3/11/21: Revenge by Yoko Ogawa

This book leaves me feeling very neutral, some of it was trippy and way meta; I appreciate that, but I feel like it just wasn't enough to elicit a huge response, which honestly I thought was fairly easy, but I realised, I've really only read very good books til' recently. Maybe some of the meaning and KAZAM moments were lost in translation, because I found it a good book and captivating, but I just wanted a teeeny tiinyyy bit more from it.

I love a book where all the short little stories interconnect and weave into one another, and the part where it got ultra meta with that woman and the stories about the carrot hands did kind of give me a response, but it wasn't enough. I feel as though it should've been a larger part of the theme of the novel, or not included at all. The meta, reality bending just kind of dropped in and out and was hardly supported.

I did really enjoy the book however, it kind of reflects how different people percieve events, and how a butterfly can flap its wings in a forest and a whole chain of events will follow, affecting different people without their knowledge.

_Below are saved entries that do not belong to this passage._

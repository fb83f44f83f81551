//! Core types for the two-tone generator
//!
//! Samples are complex `f32` (CF32) because that is the format the transmit
//! path uses end to end: the buffer is filled once with a constant complex
//! value and handed to the driver's CF32 stream unchanged.

use num_complex::Complex;

/// A single I/Q sample point (CF32)
pub type IQSample = Complex<f32>;

/// A buffer of I/Q samples
pub type IQBuffer = Vec<IQSample>;

/// Result type for planning and validation
pub type PlanResult<T> = Result<T, PlanError>;

/// Errors from parameter validation and tune planning
#[derive(Debug, Clone, PartialEq, thiserror::Error)]
pub enum PlanError {
    #[error("Frequency must be positive, got {0} Hz")]
    NonPositiveFrequency(f64),

    #[error("Tone separation must be positive, got {0} Hz")]
    NonPositiveSeparation(f64),

    #[error("Amplitude {0} out of range [0, 0.7]")]
    AmplitudeOutOfRange(f32),

    #[error("No tone on channel {0}; the plan has exactly two tones")]
    UnknownChannel(usize),
}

I don't feel strongly enough about this novel to really go ham on it. It's just so eh. It's got major potential, and I look forward to reading some more Ogawa, I trust she will leave an impact on me eventually.

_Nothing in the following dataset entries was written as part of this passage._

//! Two-Tone RF Generator Command-Line Interface
//!
//! Configures an SDR transceiver and continuously transmits two constant
//! tones at `--freq` and `--freq + --sep`, sharing one local oscillator and
//! splitting the tones in the digital up-converters.
//!
//! For real hardware operations, build with the `hardware` feature; without
//! it only `--simulate` runs are available.

use std::sync::atomic::{AtomicBool, Ordering};
use std::sync::Arc;
use std::time::Duration;

use anyhow::{Context, Result};
use clap::Parser;
use tracing::{info, warn};
use twotone_core::tune::TwoTonePlan;
use twotone_core::waveform::validate_amplitude;
use twotone_sdr::device::{ClockSource, TxConfig, TxDevice};
use twotone_sdr::job::{JobStats, RunControls, TransmitJob};
use twotone_sdr::simulator::SimDevice;

#[derive(Parser)]
#[command(name = "twotone")]
#[command(author, version, about = "Two-tone RF generator", long_about = None)]
struct Cli {
    /// Enable verbose output
    #[arg(short, long, action = clap::ArgAction::Count)]
    verbose: u8,

    /// Device address args (e.g. "serial=31B9237")
    #[arg(long, default_value = "")]
    args: String,

    /// Lower RF frequency in Hz
    #[arg(long)]
    freq: Option<f64>,

    /// Separation between lower and upper RF frequency in Hz
    #[arg(long)]
    sep: Option<f64>,

    /// Amplitude of the waveform [0 to 0.7]
    #[arg(long, default_value_t = 0.3)]
    ampl: f32,

    /// Gain for the RF chain in dB
    #[arg(long)]
    gain: Option<f64>,

    /// Clock reference (internal, external, mimo, gpsdo)
    #[arg(long = "ref", default_value = "internal")]
    reference: String,

    /// TX sample rate in S/s
    #[arg(long, default_value_t = 625_000.0)]
    rate: f64,

    /// Stop after this many seconds of samples (0 = run until Ctrl-C)
    #[arg(long, default_value_t = 0.0)]
    duration: f64,

    /// Run against the software simulator instead of hardware
    #[arg(long)]
    simulate: bool,
}

/// Sample bound for a `--duration` run, `None` for run-forever.
fn max_samples_for(duration_s: f64, rate: f64) -> Option<u64> {
    if duration_s > 0.0 {
        Some((duration_s * rate).ceil() as u64)
    } else {
        None
    }
}

fn report(stats: &JobStats, rate: f64) {
    println!(
        "Transmitted {} buffers, {} samples per channel ({:.1} s of signal)",
        stats.buffers,
        stats.samples,
        stats.samples as f64 / rate
    );
    println!("Done!");
}

fn main() -> Result<()> {
    let cli = Cli::parse();

    // Setup logging
    let log_level = match cli.verbose {
        0 => tracing::Level::WARN,
        1 => tracing::Level::INFO,
        2 => tracing::Level::DEBUG,
        _ => tracing::Level::TRACE,
    };

    tracing_subscriber::fmt()
        .with_max_level(log_level)
        .with_target(false)
        .init();

    let Some(freq) = cli.freq else {
        anyhow::bail!("Please specify the center frequency with --freq");
    };
    let Some(sep) = cli.sep else {
        anyhow::bail!("Please specify the two-tone separation with --sep");
    };

    let plan = TwoTonePlan::new(freq, sep).context("Invalid frequency plan")?;
    validate_amplitude(cli.ampl).context("Invalid --ampl")?;
    let clock_source: ClockSource = cli
        .reference
        .parse()
        .with_context(|| format!("Invalid --ref '{}'", cli.reference))?;

    let config = TxConfig {
        args: cli.args.clone(),
        sample_rate: cli.rate,
        gain_db: cli.gain,
        amplitude: cli.ampl,
        clock_source,
        ..Default::default()
    };

    info!(
        "Two tones at {:.6} MHz and {:.6} MHz (separation {} Hz)",
        plan.lower_hz() / 1e6,
        plan.upper_hz() / 1e6,
        plan.separation_hz()
    );

    let stop = Arc::new(AtomicBool::new(false));
    {
        let stop = stop.clone();
        ctrlc::set_handler(move || {
            warn!("Got Ctrl-C, stopping after the current buffer");
            stop.store(true, Ordering::Relaxed);
        })
        .context("Failed to set Ctrl-C handler")?;
    }

    let controls = RunControls {
        stop,
        max_samples: max_samples_for(cli.duration, cli.rate),
        settle: Duration::from_secs(1),
    };

    let job = TransmitJob::new(config.clone(), plan);

    if cli.simulate {
        let mut dev = SimDevice::new();
        let stats = job
            .run(&mut dev, &controls)
            .context("Transmit job failed")?;
        info!("Simulator device: {}", dev.name());
        report(&stats, cli.rate);
        return Ok(());
    }

    run_hardware(&job, &config, &controls, cli.rate)
}

#[cfg(feature = "hardware")]
fn run_hardware(
    job: &TransmitJob,
    config: &TxConfig,
    controls: &RunControls,
    rate: f64,
) -> Result<()> {
    let mut dev =
        twotone_sdr::soapy::SoapyDevice::open(config).context("Failed to open the SDR device")?;
    let stats = job.run(&mut dev, controls).context("Transmit job failed")?;
    report(&stats, rate);
    Ok(())
}

#[cfg(not(feature = "hardware"))]
fn run_hardware(
    _job: &TransmitJob,
    _config: &TxConfig,
    _controls: &RunControls,
    _rate: f64,
) -> Result<()> {
    anyhow::bail!(
        "Built without hardware support. Rebuild with --features hardware, or pass --simulate"
    )
}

6/11/21: The Internet and Stifled Creativity: A Response to Dying on the Internet

The Cinema Cartography's final video is a thought provoking and strong piece on creativity and the impact the internet has had on it, claiming it no longer exists because the internet is a void of consumption and repetition with no room for honest and original expression. The video rang true for many reasons; I do see the internet as often stifling creativity and as an often shallow place for rampant consumption fuelled by lack of individuality and need to fit in. However, there's a flaw in their argument, they blame it on "the internet" as if the issue is the screen, the not-so-physical nature of content, and the departure from the natural world that it signifies. The problem isn't the internet, it's who controls the internet, it's what makes people feel the need to consume and engage in content that doesn't make them have to think, it's the dreaded capitalism, the root of all evil. Reducing the problem to "touch grass" achieves nothing and is beyond reductive.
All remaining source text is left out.